WHAT IS NEEDED: Copy each entry as written.

Extracted records
******

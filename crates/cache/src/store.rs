//! The TTL store backing every cache namespace.

use regex::Regex;
use serde::Serialize;
use std::collections::HashMap;
use std::time::{Duration, Instant};

/// Bounds and timing for a [`TtlCache`].
#[derive(Debug, Clone, PartialEq, Eq)]
pub struct CacheConfig {
    /// Maximum number of entries kept after a cleanup sweep.
    pub max_entries: usize,
    /// TTL applied to entries stored without an explicit TTL.
    pub default_ttl: Duration,
    /// Minimum interval between opportunistic cleanup sweeps.
    pub cleanup_interval: Duration,
}

impl Default for CacheConfig {
    fn default() -> Self {
        Self {
            max_entries: 1000,
            default_ttl: Duration::from_secs(300),
            cleanup_interval: Duration::from_secs(60),
        }
    }
}

/// Counters and bounds reported by [`TtlCache::stats`].
#[derive(Debug, Clone, PartialEq, Serialize)]
pub struct CacheStats {
    /// Lookups that returned a live entry.
    pub hits: u64,
    /// Lookups that found nothing, or only an expired entry.
    pub misses: u64,
    /// Entries removed by expiry, explicit eviction, or cleanup.
    pub evictions: u64,
    /// Entries currently stored (live and not-yet-swept expired alike).
    pub total_entries: usize,
    /// `hits / (hits + misses)`, zero when no lookups happened.
    pub hit_rate: f64,
    /// Configured entry bound.
    pub max_entries: usize,
}

#[derive(Debug)]
struct Entry<V> {
    value: V,
    inserted_at: Instant,
    ttl: Option<Duration>,
}

impl<V> Entry<V> {
    fn is_live(&self, override_ttl: Option<Duration>, default_ttl: Duration) -> bool {
        let ttl = override_ttl.or(self.ttl).unwrap_or(default_ttl);
        self.inserted_at.elapsed() < ttl
    }
}

/// String-keyed key/value store with per-entry timestamps and bounded size.
///
/// An entry is valid iff `now - inserted_at < ttl`, where the TTL is taken
/// from the lookup parameter first, then the entry's stored TTL, then the
/// configured default. Expired entries are logically absent: a lookup that
/// observes one counts as a miss and removes it.
///
/// Every write triggers an opportunistic cleanup check, which only acts when
/// the cleanup interval has elapsed *and* the store is over its entry bound.
/// Cleanup drops expired entries first, then the oldest-by-timestamp entries
/// until the store is at or under the bound.
///
/// All operations are total over the key space: a missing key is a miss,
/// never an error. State is purely in-memory.
#[derive(Debug)]
pub struct TtlCache<V> {
    entries: HashMap<String, Entry<V>>,
    config: CacheConfig,
    last_cleanup: Instant,
    hits: u64,
    misses: u64,
    evictions: u64,
}

impl<V> Default for TtlCache<V> {
    fn default() -> Self {
        Self::new(CacheConfig::default())
    }
}

impl<V> TtlCache<V> {
    /// Creates an empty cache with the given bounds.
    #[must_use]
    pub fn new(config: CacheConfig) -> Self {
        Self {
            entries: HashMap::new(),
            config,
            last_cleanup: Instant::now(),
            hits: 0,
            misses: 0,
            evictions: 0,
        }
    }

    /// Replaces the cache bounds. Existing entries are kept; the new bound
    /// applies from the next cleanup sweep.
    pub fn configure(&mut self, config: CacheConfig) {
        self.config = config;
    }

    /// Stores `value` under `key` with the default TTL.
    pub fn set(&mut self, key: impl Into<String>, value: V) {
        self.insert(key.into(), value, None);
    }

    /// Stores `value` under `key` with an explicit TTL.
    pub fn set_with_ttl(&mut self, key: impl Into<String>, value: V, ttl: Duration) {
        self.insert(key.into(), value, Some(ttl));
    }

    /// Looks up `key`, honoring the entry's TTL (or the default).
    pub fn get(&mut self, key: &str) -> Option<&V> {
        self.lookup(key, None)
    }

    /// Looks up `key` with a TTL override that takes precedence over both the
    /// entry's stored TTL and the configured default.
    pub fn get_with_ttl(&mut self, key: &str, ttl: Duration) -> Option<&V> {
        self.lookup(key, Some(ttl))
    }

    /// Removes `key`; returns whether an entry existed.
    pub fn evict(&mut self, key: &str) -> bool {
        let removed = self.entries.remove(key).is_some();
        if removed {
            self.evictions += 1;
        }
        removed
    }

    /// Removes every entry whose key matches `pattern`; returns the count.
    pub fn evict_pattern(&mut self, pattern: &Regex) -> usize {
        let before = self.entries.len();
        self.entries.retain(|key, _| !pattern.is_match(key));
        let removed = before - self.entries.len();
        self.evictions += removed as u64;
        removed
    }

    /// Drops every entry. Counters are kept.
    pub fn clear(&mut self) {
        self.evictions += self.entries.len() as u64;
        self.entries.clear();
    }

    /// Number of stored entries, including expired ones not yet swept.
    #[must_use]
    pub fn len(&self) -> usize {
        self.entries.len()
    }

    /// Whether the cache holds no entries.
    #[must_use]
    pub fn is_empty(&self) -> bool {
        self.entries.is_empty()
    }

    /// Current counters and bounds.
    #[must_use]
    #[allow(clippy::cast_precision_loss)]
    pub fn stats(&self) -> CacheStats {
        let lookups = self.hits + self.misses;
        CacheStats {
            hits: self.hits,
            misses: self.misses,
            evictions: self.evictions,
            total_entries: self.entries.len(),
            hit_rate: if lookups == 0 {
                0.0
            } else {
                self.hits as f64 / lookups as f64
            },
            max_entries: self.config.max_entries,
        }
    }

    /// Runs a cleanup sweep unconditionally: expired entries are removed
    /// first, then the oldest entries until the store is at or under
    /// `max_entries`.
    pub fn cleanup_now(&mut self) {
        let before = self.entries.len();
        let default_ttl = self.config.default_ttl;
        self.entries
            .retain(|_, entry| entry.is_live(None, default_ttl));

        if self.entries.len() > self.config.max_entries {
            // Snapshot sort of all timestamps; acceptable at the bounded scale.
            let mut stamped: Vec<(String, Instant)> = self
                .entries
                .iter()
                .map(|(key, entry)| (key.clone(), entry.inserted_at))
                .collect();
            stamped.sort_by_key(|(_, inserted_at)| *inserted_at);

            let excess = self.entries.len() - self.config.max_entries;
            for (key, _) in stamped.into_iter().take(excess) {
                self.entries.remove(&key);
            }
        }

        let removed = before - self.entries.len();
        self.evictions += removed as u64;
        self.last_cleanup = Instant::now();
        if removed > 0 {
            tracing::debug!(removed, remaining = self.entries.len(), "cache cleanup");
        }
    }

    fn insert(&mut self, key: String, value: V, ttl: Option<Duration>) {
        self.entries.insert(
            key,
            Entry {
                value,
                inserted_at: Instant::now(),
                ttl,
            },
        );
        self.maybe_cleanup();
    }

    fn lookup(&mut self, key: &str, override_ttl: Option<Duration>) -> Option<&V> {
        let live = match self.entries.get(key) {
            None => {
                self.misses += 1;
                return None;
            }
            Some(entry) => entry.is_live(override_ttl, self.config.default_ttl),
        };

        if live {
            self.hits += 1;
            self.entries.get(key).map(|entry| &entry.value)
        } else {
            self.entries.remove(key);
            self.evictions += 1;
            self.misses += 1;
            None
        }
    }

    fn maybe_cleanup(&mut self) {
        if self.entries.len() <= self.config.max_entries {
            return;
        }
        if self.last_cleanup.elapsed() < self.config.cleanup_interval {
            return;
        }
        self.cleanup_now();
    }
}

******

EXPECTED ANSWER:
filename crates/cache/src/store.rs
//! The TTL store backing every cache namespace.

use regex::Regex;
use serde::Serialize;
use std::collections::HashMap;
use std::time::{Duration, Instant};

/// Bounds and timing for a [`TtlCache`].
#[derive(Debug, Clone, PartialEq, Eq)]
pub struct CacheConfig {
    /// Maximum number of entries kept after a cleanup sweep.
    pub max_entries: usize,
    /// TTL applied to entries stored without an explicit TTL.
    pub default_ttl: Duration,
    /// Minimum interval between opportunistic cleanup sweeps.
    pub cleanup_interval: Duration,
}

impl Default for CacheConfig {
    fn default() -> Self {
        Self {
            max_entries: 1000,
            default_ttl: Duration::from_secs(300),
            cleanup_interval: Duration::from_secs(60),
        }
    }
}

/// Counters and bounds reported by [`TtlCache::stats`].
#[derive(Debug, Clone, PartialEq, Serialize)]
pub struct CacheStats {
    /// Lookups that returned a live entry.
    pub hits: u64,
    /// Lookups that found nothing, or only an expired entry.
    pub misses: u64,
    /// Entries removed by expiry, explicit eviction, or cleanup.
    pub evictions: u64,
    /// Entries currently stored (live and not-yet-swept expired alike).
    pub total_entries: usize,
    /// `hits / (hits + misses)`, zero when no lookups happened.
    pub hit_rate: f64,
    /// Configured entry bound.
    pub max_entries: usize,
}

#[derive(Debug)]
struct Entry<V> {
    value: V,
    inserted_at: Instant,
    ttl: Option<Duration>,
}

impl<V> Entry<V> {
    fn is_live(&self, override_ttl: Option<Duration>, default_ttl: Duration) -> bool {
        let ttl = override_ttl.or(self.ttl).unwrap_or(default_ttl);
        self.inserted_at.elapsed() < ttl
    }
}

/// String-keyed key/value store with per-entry timestamps and bounded size.
///
/// An entry is valid iff `now - inserted_at < ttl`, where the TTL is taken
/// from the lookup parameter first, then the entry's stored TTL, then the
/// configured default. Expired entries are logically absent: a lookup that
/// observes one counts as a miss and removes it.
///
/// Every write triggers an opportunistic cleanup check, which only acts when
/// the cleanup interval has elapsed *and* the store is over its entry bound.
/// Cleanup drops expired entries first, then the oldest-by-timestamp entries
/// until the store is at or under the bound.
///
/// All operations are total over the key space: a missing key is a miss,
/// never an error. State is purely in-memory.
#[derive(Debug)]
pub struct TtlCache<V> {
    entries: HashMap<String, Entry<V>>,
    config: CacheConfig,
    last_cleanup: Instant,
    hits: u64,
    misses: u64,
    evictions: u64,
}

impl<V> Default for TtlCache<V> {
    fn default() -> Self {
        Self::new(CacheConfig::default())
    }
}

impl<V> TtlCache<V> {
    /// Creates an empty cache with the given bounds.
    #[must_use]
    pub fn new(config: CacheConfig) -> Self {
        Self {
            entries: HashMap::new(),
            config,
            last_cleanup: Instant::now(),
            hits: 0,
            misses: 0,
            evictions: 0,
        }
    }

    /// Replaces the cache bounds. Existing entries are kept; the new bound
    /// applies from the next cleanup sweep.
    pub fn configure(&mut self, config: CacheConfig) {
        self.config = config;
    }

    /// Stores `value` under `key` with the default TTL.
    pub fn set(&mut self, key: impl Into<String>, value: V) {
        self.insert(key.into(), value, None);
    }

    /// Stores `value` under `key` with an explicit TTL.
    pub fn set_with_ttl(&mut self, key: impl Into<String>, value: V, ttl: Duration) {
        self.insert(key.into(), value, Some(ttl));
    }

    /// Looks up `key`, honoring the entry's TTL (or the default).
    pub fn get(&mut self, key: &str) -> Option<&V> {
        self.lookup(key, None)
    }

    /// Looks up `key` with a TTL override that takes precedence over both the
    /// entry's stored TTL and the configured default.
    pub fn get_with_ttl(&mut self, key: &str, ttl: Duration) -> Option<&V> {
        self.lookup(key, Some(ttl))
    }

    /// Removes `key`; returns whether an entry existed.
    pub fn evict(&mut self, key: &str) -> bool {
        let removed = self.entries.remove(key).is_some();
        if removed {
            self.evictions += 1;
        }
        removed
    }

    /// Removes every entry whose key matches `pattern`; returns the count.
    pub fn evict_pattern(&mut self, pattern: &Regex) -> usize {
        let before = self.entries.len();
        self.entries.retain(|key, _| !pattern.is_match(key));
        let removed = before - self.entries.len();
        self.evictions += removed as u64;
        removed
    }

    /// Drops every entry. Counters are kept.
    pub fn clear(&mut self) {
        self.evictions += self.entries.len() as u64;
        self.entries.clear();
    }

    /// Number of stored entries, including expired ones not yet swept.
    #[must_use]
    pub fn len(&self) -> usize {
        self.entries.len()
    }

    /// Whether the cache holds no entries.
    #[must_use]
    pub fn is_empty(&self) -> bool {
        self.entries.is_empty()
    }

    /// Current counters and bounds.
    #[must_use]
    #[allow(clippy::cast_precision_loss)]
    pub fn stats(&self) -> CacheStats {
        let lookups = self.hits + self.misses;
        CacheStats {
            hits: self.hits,
            misses: self.misses,
            evictions: self.evictions,
            total_entries: self.entries.len(),
            hit_rate: if lookups == 0 {
                0.0
            } else {
                self.hits as f64 / lookups as f64
            },
            max_entries: self.config.max_entries,
        }
    }

    /// Runs a cleanup sweep unconditionally: expired entries are removed
    /// first, then the oldest entries until the store is at or under
    /// `max_entries`.
    pub fn cleanup_now(&mut self) {
        let before = self.entries.len();
        let default_ttl = self.config.default_ttl;
        self.entries
            .retain(|_, entry| entry.is_live(None, default_ttl));

        if self.entries.len() > self.config.max_entries {
            // Snapshot sort of all timestamps; acceptable at the bounded scale.
            let mut stamped: Vec<(String, Instant)> = self
                .entries
                .iter()
                .map(|(key, entry)| (key.clone(), entry.inserted_at))
                .collect();
            stamped.sort_by_key(|(_, inserted_at)| *inserted_at);

            let excess = self.entries.len() - self.config.max_entries;
            for (key, _) in stamped.into_iter().take(excess) {
                self.entries.remove(&key);
            }
        }

        let removed = before - self.entries.len();
        self.evictions += removed as u64;
        self.last_cleanup = Instant::now();
        if removed > 0 {
            tracing::debug!(removed, remaining = self.entries.len(), "cache cleanup");
        }
    }

    fn insert(&mut self, key: String, value: V, ttl: Option<Duration>) {
        self.entries.insert(
            key,
            Entry {
                value,
                inserted_at: Instant::now(),
                ttl,
            },
        );
        self.maybe_cleanup();
    }

    fn lookup(&mut self, key: &str, override_ttl: Option<Duration>) -> Option<&V> {
        let live = match self.entries.get(key) {
            None => {
                self.misses += 1;
                return None;
            }
            Some(entry) => entry.is_live(override_ttl, self.config.default_ttl),
        };

        if live {
            self.hits += 1;
            self.entries.get(key).map(|entry| &entry.value)
        } else {
            self.entries.remove(key);
            self.evictions += 1;
            self.misses += 1;
            None
        }
    }

    fn maybe_cleanup(&mut self) {
        if self.entries.len() <= self.config.max_entries {
            return;
        }
        if self.last_cleanup.elapsed() < self.config.cleanup_interval {
            return;
        }
        self.cleanup_now();
    }
}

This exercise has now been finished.